*** Records to use

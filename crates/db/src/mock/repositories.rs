use async_trait::async_trait;
use eyre::Result;
use mockall::mock;

use rollcall_core::lifecycle::StatusChange;
use rollcall_core::models::class::ClassRecord;
use rollcall_core::models::student::{AttendanceStatus, StudentRecord};

use crate::store::{RosterStore, ScheduleStore};

// Mock stores for handler and service tests
mock! {
    pub ScheduleStore {}

    #[async_trait]
    impl ScheduleStore for ScheduleStore {
        async fn list_classes(&self) -> Result<Vec<ClassRecord>>;
        async fn get_class(&self, code: &str) -> Result<Option<ClassRecord>>;
        async fn insert_class(&self, record: &ClassRecord) -> Result<bool>;
        async fn delete_class(&self, code: &str) -> Result<bool>;
        async fn apply_status_changes(&self, changes: &[StatusChange]) -> Result<()>;
    }
}

mock! {
    pub RosterStore {}

    #[async_trait]
    impl RosterStore for RosterStore {
        async fn list_students(&self) -> Result<Vec<StudentRecord>>;
        async fn get_student(&self, id: &str) -> Result<Option<StudentRecord>>;
        async fn insert_student(&self, record: &StudentRecord, password_hash: &str) -> Result<bool>;
        async fn verify_credentials(&self, id: &str, password: &str) -> Result<bool>;
        async fn set_status(&self, id: &str, status: AttendanceStatus) -> Result<bool>;
        async fn record_attendance(&self, id: &str, class_code: &str) -> Result<()>;
        async fn reset_all_statuses(&self) -> Result<u64>;
    }
}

******

**What to do:**
Each line in the data where the string "RosterStore" occurs should be identified and copied.

**Finished task:**
use crate::store::{RosterStore, ScheduleStore};
    pub RosterStore {}
    impl RosterStore for RosterStore {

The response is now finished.